Soy Tommy. Me han dicho que soy bipolar. De hecho, tengo algo que decir, algo que compartir.

De lo que nadie habla en salud mental, especialmente en el trastorno bipolar tipo 1, es de lo tentador y maravilloso que es sentirse mejor. Para mí es más que simplemente “bueno”. Es como si los límites del cerebro hubieran sido cortados, cortados y descartados. De repente, todos esos momentos, pensamientos, ideas y conexiones que te faltan en la vida se iluminan con una luz brillante que elimina tus puntos ciegos.

El mundo ahora considera que eres una persona incomparable, generosa, divertida, productiva, creativa y conversadora. Ni la más mínima resistencia. De lo contrario. Escribe 30 páginas al día y cree que escribe mejor de lo habitual. En una cruel ironía, a menudo tiene razón. Vuélvete más empático. Tus huesos vibran con la conciencia de cómo todo y todos están conectados. Consideras que tu sufrimiento es igual al sufrimiento de los demás y te encanta sentir esta cercanía.

elección inevitable

Entonces un día llega el cheque. Es hora de pagar tu viaje por carretera. Es hora de saldar las deudas por el placer y las recompensas incalculables que acaba de recibir. Pero duele y duele tanto cuando te encuentras suplicando, nunca me he sentido ni me he sentido más vivo que ahora. Con el tiempo, te acostumbras a temer lo “malo” y tal vez incluso a desconfiar de cualquier cosa en la vida que valga la pena vivir.

Empiezas a preguntarte, cuando los demás te preguntan si estás estable, si lo que realmente quieren decir es que estás permanentemente medio muerto. Porque sí, el trastorno bipolar se siente como una droga. La droga más grande, no replicable, disponible gratuitamente. Gratis porque te lo dio tu cerebro defectuoso.

La ilusión de la percepción

El trastorno bipolar, por ejemplo, es diferente de la depresión mayor. Allí no hay ningún truco, ningún truco, ningún disfraz.
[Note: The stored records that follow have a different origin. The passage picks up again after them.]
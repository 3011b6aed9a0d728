//! # HTTP Server
//!
//! Combines the health and student routers into one axum application and
//! serves it until a shutdown signal arrives.

use std::future::Future;
use std::sync::Arc;

use axum::Router;
use tokio::net::TcpListener;
use tower_http::cors::{AllowOrigin, Any, CorsLayer};
use tower_http::trace::TraceLayer;
use tracing::{error, info};

use super::config::HttpServerConfig;
use super::health_routes::health_routes;
use super::student_routes::{student_routes, StudentState};
use crate::store::SharedStore;

/// HTTP server for the student API
pub struct HttpServer {
    config: HttpServerConfig,
    router: Router,
}

impl HttpServer {
    /// Create a new HTTP server with default configuration
    pub fn new(store: SharedStore) -> Self {
        Self::with_config(HttpServerConfig::default(), store)
    }

    /// Create a new HTTP server with custom configuration
    pub fn with_config(config: HttpServerConfig, store: SharedStore) -> Self {
        let router = Self::build_router(&config, store);
        Self { config, router }
    }

    /// Build the combined router with all endpoints
    fn build_router(config: &HttpServerConfig, store: SharedStore) -> Router {
        let student_state = Arc::new(StudentState::new(store));

        let cors = if config.cors_origins.is_empty() {
            CorsLayer::new()
                .allow_origin(Any)
                .allow_methods(Any)
                .allow_headers(Any)
        } else {
            let origins: Vec<_> = config
                .cors_origins
                .iter()
                .filter_map(|s| s.parse().ok())
                .collect();

            CorsLayer::new()
                .allow_origin(AllowOrigin::list(origins))
                .allow_methods(Any)
                .allow_headers(Any)
        };

        let prefix = config.normalized_prefix();
        let students = student_routes(student_state);
        let api = if prefix.is_empty() {
            Router::new().merge(students)
        } else {
            Router::new().nest(&prefix, students)
        };

        Router::new()
            .merge(health_routes())
            .merge(api)
            .layer(TraceLayer::new_for_http())
            .layer(cors)
    }

    /// Get the socket address
    pub fn socket_addr(&self) -> String {
        self.config.socket_addr()
    }

    /// Get the router (for testing)
    pub fn router(self) -> Router {
        self.router
    }

    /// Serve until Ctrl-C
    pub async fn start(self) -> Result<(), std::io::Error> {
        self.start_with_shutdown(shutdown_signal()).await
    }

    /// Serve until `shutdown` resolves, then drain in-flight requests
    pub async fn start_with_shutdown<F>(self, shutdown: F) -> Result<(), std::io::Error>
    where
        F: Future<Output = ()> + Send + 'static,
    {
        let listener = TcpListener::bind(self.config.socket_addr()).await?;
        info!(
            addr = %listener.local_addr()?,
            prefix = %self.config.normalized_prefix(),
            "student API listening"
        );

        axum::serve(listener, self.router)
            .with_graceful_shutdown(shutdown)
            .await?;

        info!("HTTP server stopped");
        Ok(())
    }
}

async fn shutdown_signal() {
    if let Err(e) = tokio::signal::ctrl_c().await {
        error!(error = %e, "failed to install Ctrl-C handler");
        std::future::pending::<()>().await;
    }
    info!("shutdown signal received");
}

#[cfg(test)]
mod tests {
    use super::*;
    use crate::store::MemoryStore;
    use axum::body::Body;
    use axum::http::{Request, StatusCode};
    use tower::ServiceExt;

    fn memory_store() -> SharedStore {
        Arc::new(MemoryStore::new())
    }

    #[test]
    fn test_server_creation() {
        let server = HttpServer::new(memory_store());
        assert_eq!(server.socket_addr(), "0.0.0.0:8000");
    }

    #[test]
    fn test_server_with_custom_port() {
        let config = HttpServerConfig::with_port(8080);
        let server = HttpServer::with_config(config, memory_store());
        assert_eq!(server.socket_addr(), "0.0.0.0:8080");
    }

    #[tokio::test]
    async fn test_routes_mounted_under_prefix() {
        let router = HttpServer::new(memory_store()).router();

        let response = router
            .clone()
            .oneshot(Request::get("/api/v1/students").body(Body::empty()).unwrap())
            .await
            .unwrap();
        assert_eq!(response.status(), StatusCode::OK);

        let response = router
            .clone()
            .oneshot(Request::get("/students").body(Body::empty()).unwrap())
            .await
            .unwrap();
        assert_eq!(response.status(), StatusCode::NOT_FOUND);

        let response = router
            .oneshot(Request::get("/healthcheck").body(Body::empty()).unwrap())
            .await
            .unwrap();
        assert_eq!(response.status(), StatusCode::OK);
    }

    #[tokio::test]
    async fn test_routes_mounted_at_root() {
        let config = HttpServerConfig {
            api_prefix: "/".to_string(),
            ..Default::default()
        };
        let router = HttpServer::with_config(config, memory_store()).router();

        let response = router
            .oneshot(Request::get("/students").body(Body::empty()).unwrap())
            .await
            .unwrap();
        assert_eq!(response.status(), StatusCode::OK);
    }

    #[tokio::test]
    async fn test_start_stops_on_shutdown() {
        let config = HttpServerConfig {
            host: "127.0.0.1".to_string(),
            port: 0,
            ..Default::default()
        };
        let server = HttpServer::with_config(config, memory_store());

        server.start_with_shutdown(async {}).await.unwrap();
    }
}
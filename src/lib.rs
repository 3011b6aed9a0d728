//! student-service - CRUD HTTP API for student records
//!
//! A request router dispatches to handlers that decode input, call a
//! `StudentStore`, and serialize the result as JSON. SQLite and Postgres
//! stores satisfy the same contract and are chosen at startup.

pub mod cli;
pub mod http_server;
pub mod model;
pub mod observability;
pub mod store;
//! Health HTTP Routes

use axum::{http::StatusCode, routing::get, Router};

/// Health check route, mounted at the root
pub fn health_routes() -> Router {
    Router::new().route("/healthcheck", get(health_handler))
}

/// Liveness only; the store is not consulted
async fn health_handler() -> StatusCode {
    StatusCode::OK
}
Lo que ves es lo que obtienes. Pero esa cosa bipolar, la forma en que te engaña haciéndote creer, creer realmente, que tus “grandes” ideas son en realidad “visiones”. Te convence de que es pasión, no noches de insomnio. Que tus maneras profundamente compasivas sean amor, no apego imprudente.

Aunque estoy cansado. Estoy cansado de que me mientan. Estoy cansado de saber que soy yo quien miente. Estoy cansado de elegir creer que tal vez se supone que debo ser esa cosa fluida, amable, soñadora, más inteligente, más divertida y más segura. Estoy cansado de sabotearme y elegir creer que soy mejor, que se supone que debo serlo, cuando estoy en medio de esta confusión.

La tristeza del altiplano

No soy estúpido. A nivel cerebral, basado en la mente, sé que hay un término medio. Incluso yo sé que “estable” no significa necesariamente ser como un zombi o medio muerto para siempre. Quizás simplemente signifique, bueno, estable. No plano. No es una vida hecha sólo de pico a punto más bajo y luego de nuevo a pico. Lo sé.

Y, sin embargo, todavía me siento ingenuo cuando pienso que soy un mejor hombre, incluso una mejor versión de mí mismo, cuando recibo una dosis gratuita de la mejor droga que existe. Recientemente, esta creencia parece estar disminuyendo.

Se está volviendo una mentira cada vez más obvia y, sin embargo, se siente mal decir: “No, gracias, estoy bien. Seré como todos los demás” y decir adiós a la versión de mí mismo que me hace sentir mejor y más fiel a quien creo que puedo ser.

Sé todo esto.

Pero al final aprendo que saber algo y desearlo es algo completamente diferente. Sin querer lo que sé, nunca podré tenerlo.

Me duele pensar que nunca volveré a escribir bien. Nunca volveré a relacionarme con otra persona tan profundamente ni a sentir ese nivel de empatía. Nunca experimentaré plenamente la pasión, veré conexiones ni pensaré fuera de lo común de la misma manera. Voy a tener que volver a ponerme las anteojeras y decirle adiós a lo que alguna vez pensé que era mi potencial.

Seré simplemente una vaca, rumiando, durmiendo por la noche, holgazaneando durante el día, mugiendo como el resto de las vacas. Puedo llorar por la tristeza que siento cuando me imagino siendo “normal” y hablando “normal”.

Tommy Saborido Es médico de familia.